== SOURCE DATA

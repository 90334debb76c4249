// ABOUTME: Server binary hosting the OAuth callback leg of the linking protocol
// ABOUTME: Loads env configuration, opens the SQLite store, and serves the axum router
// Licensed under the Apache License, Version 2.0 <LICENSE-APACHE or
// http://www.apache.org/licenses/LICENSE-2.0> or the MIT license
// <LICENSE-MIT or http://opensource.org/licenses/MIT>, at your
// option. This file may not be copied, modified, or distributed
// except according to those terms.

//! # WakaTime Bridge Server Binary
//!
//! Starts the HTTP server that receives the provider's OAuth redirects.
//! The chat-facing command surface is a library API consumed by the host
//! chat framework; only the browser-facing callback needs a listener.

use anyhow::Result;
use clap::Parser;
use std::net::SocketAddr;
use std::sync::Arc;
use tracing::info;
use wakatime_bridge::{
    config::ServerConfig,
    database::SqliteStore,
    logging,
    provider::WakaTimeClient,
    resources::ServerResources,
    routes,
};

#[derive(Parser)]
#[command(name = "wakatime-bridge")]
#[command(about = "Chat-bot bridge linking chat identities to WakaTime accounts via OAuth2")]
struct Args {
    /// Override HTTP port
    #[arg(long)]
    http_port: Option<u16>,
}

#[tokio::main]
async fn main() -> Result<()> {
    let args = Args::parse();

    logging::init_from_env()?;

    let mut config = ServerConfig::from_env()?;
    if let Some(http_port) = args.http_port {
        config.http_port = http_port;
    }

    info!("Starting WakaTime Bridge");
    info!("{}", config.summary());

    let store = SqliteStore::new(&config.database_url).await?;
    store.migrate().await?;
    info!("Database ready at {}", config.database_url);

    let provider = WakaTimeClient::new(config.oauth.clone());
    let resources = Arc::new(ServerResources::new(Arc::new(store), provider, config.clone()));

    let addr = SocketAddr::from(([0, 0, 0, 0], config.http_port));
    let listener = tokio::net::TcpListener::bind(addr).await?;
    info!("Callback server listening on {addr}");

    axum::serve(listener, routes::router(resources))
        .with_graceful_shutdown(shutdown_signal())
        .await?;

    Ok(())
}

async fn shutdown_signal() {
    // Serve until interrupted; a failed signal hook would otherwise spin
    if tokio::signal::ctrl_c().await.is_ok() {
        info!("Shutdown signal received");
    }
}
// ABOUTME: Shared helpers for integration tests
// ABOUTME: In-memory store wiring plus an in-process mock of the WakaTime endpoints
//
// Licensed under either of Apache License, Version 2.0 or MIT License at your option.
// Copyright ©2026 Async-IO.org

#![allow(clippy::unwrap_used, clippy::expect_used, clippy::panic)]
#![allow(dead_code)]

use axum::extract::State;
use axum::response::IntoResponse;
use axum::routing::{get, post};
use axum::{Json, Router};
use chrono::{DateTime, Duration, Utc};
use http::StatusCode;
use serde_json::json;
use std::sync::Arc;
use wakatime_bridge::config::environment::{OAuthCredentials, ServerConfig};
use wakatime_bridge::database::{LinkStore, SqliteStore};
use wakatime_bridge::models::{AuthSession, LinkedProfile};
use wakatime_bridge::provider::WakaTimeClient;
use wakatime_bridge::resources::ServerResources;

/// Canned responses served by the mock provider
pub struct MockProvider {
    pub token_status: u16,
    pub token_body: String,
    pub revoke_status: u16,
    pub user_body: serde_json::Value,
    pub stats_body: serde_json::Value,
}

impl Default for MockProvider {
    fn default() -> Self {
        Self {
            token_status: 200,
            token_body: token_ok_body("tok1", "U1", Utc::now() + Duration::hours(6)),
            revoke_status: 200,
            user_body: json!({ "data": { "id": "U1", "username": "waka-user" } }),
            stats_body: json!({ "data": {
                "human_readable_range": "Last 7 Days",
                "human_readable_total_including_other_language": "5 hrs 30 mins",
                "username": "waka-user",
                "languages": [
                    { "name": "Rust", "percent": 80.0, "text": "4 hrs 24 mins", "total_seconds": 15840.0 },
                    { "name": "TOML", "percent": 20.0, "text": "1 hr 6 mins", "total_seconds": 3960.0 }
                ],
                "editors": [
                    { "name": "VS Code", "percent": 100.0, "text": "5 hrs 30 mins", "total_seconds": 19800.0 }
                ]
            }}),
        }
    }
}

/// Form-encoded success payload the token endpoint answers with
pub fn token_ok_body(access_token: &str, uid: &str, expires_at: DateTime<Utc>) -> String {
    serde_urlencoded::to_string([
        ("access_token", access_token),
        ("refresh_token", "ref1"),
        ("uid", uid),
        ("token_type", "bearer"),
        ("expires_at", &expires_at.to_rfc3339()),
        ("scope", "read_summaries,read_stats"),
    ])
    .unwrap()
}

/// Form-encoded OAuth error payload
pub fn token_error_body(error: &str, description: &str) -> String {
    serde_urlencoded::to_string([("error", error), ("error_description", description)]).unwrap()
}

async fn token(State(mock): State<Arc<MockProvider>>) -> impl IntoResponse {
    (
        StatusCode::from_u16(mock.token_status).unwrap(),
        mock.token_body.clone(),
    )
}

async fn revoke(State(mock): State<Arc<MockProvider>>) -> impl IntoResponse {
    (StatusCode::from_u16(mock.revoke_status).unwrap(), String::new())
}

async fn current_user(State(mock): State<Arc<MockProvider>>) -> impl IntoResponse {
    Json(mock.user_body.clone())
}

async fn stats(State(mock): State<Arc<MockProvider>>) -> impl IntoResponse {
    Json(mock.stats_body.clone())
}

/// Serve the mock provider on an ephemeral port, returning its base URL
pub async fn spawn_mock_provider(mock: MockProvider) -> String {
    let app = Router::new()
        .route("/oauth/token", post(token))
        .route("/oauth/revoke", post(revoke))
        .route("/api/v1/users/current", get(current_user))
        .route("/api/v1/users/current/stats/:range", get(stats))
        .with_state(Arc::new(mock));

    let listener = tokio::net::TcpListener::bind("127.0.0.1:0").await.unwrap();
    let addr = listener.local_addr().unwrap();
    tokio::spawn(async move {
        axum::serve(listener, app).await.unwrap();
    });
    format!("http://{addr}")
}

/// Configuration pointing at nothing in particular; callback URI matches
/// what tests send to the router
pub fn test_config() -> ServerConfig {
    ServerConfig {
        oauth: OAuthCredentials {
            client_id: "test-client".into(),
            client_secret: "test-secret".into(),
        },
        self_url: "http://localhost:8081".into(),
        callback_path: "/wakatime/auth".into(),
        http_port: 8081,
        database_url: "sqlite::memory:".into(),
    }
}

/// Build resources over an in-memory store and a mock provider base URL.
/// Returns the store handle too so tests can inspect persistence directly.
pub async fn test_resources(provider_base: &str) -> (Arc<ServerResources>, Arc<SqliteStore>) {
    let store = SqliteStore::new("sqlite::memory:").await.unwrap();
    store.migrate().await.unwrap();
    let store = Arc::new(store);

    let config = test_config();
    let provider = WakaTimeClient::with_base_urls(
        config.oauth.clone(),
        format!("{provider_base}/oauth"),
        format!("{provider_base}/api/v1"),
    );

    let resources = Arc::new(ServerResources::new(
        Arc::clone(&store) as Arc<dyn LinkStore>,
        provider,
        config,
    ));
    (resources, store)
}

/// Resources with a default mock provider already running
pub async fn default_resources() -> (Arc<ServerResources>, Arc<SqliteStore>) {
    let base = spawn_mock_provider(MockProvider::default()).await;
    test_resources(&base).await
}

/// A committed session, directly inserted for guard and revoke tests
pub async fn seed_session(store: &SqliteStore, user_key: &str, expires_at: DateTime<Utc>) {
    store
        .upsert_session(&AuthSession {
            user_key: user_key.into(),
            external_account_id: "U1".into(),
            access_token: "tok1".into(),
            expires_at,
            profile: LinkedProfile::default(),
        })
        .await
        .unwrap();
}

====

### GOAL OF THE EXERCISE
Go through the entries and return each line where the word "format" occurs.

### ANSWER
    format!("http://{addr}")
        format!("{provider_base}/oauth"),
        format!("{provider_base}/api/v1"),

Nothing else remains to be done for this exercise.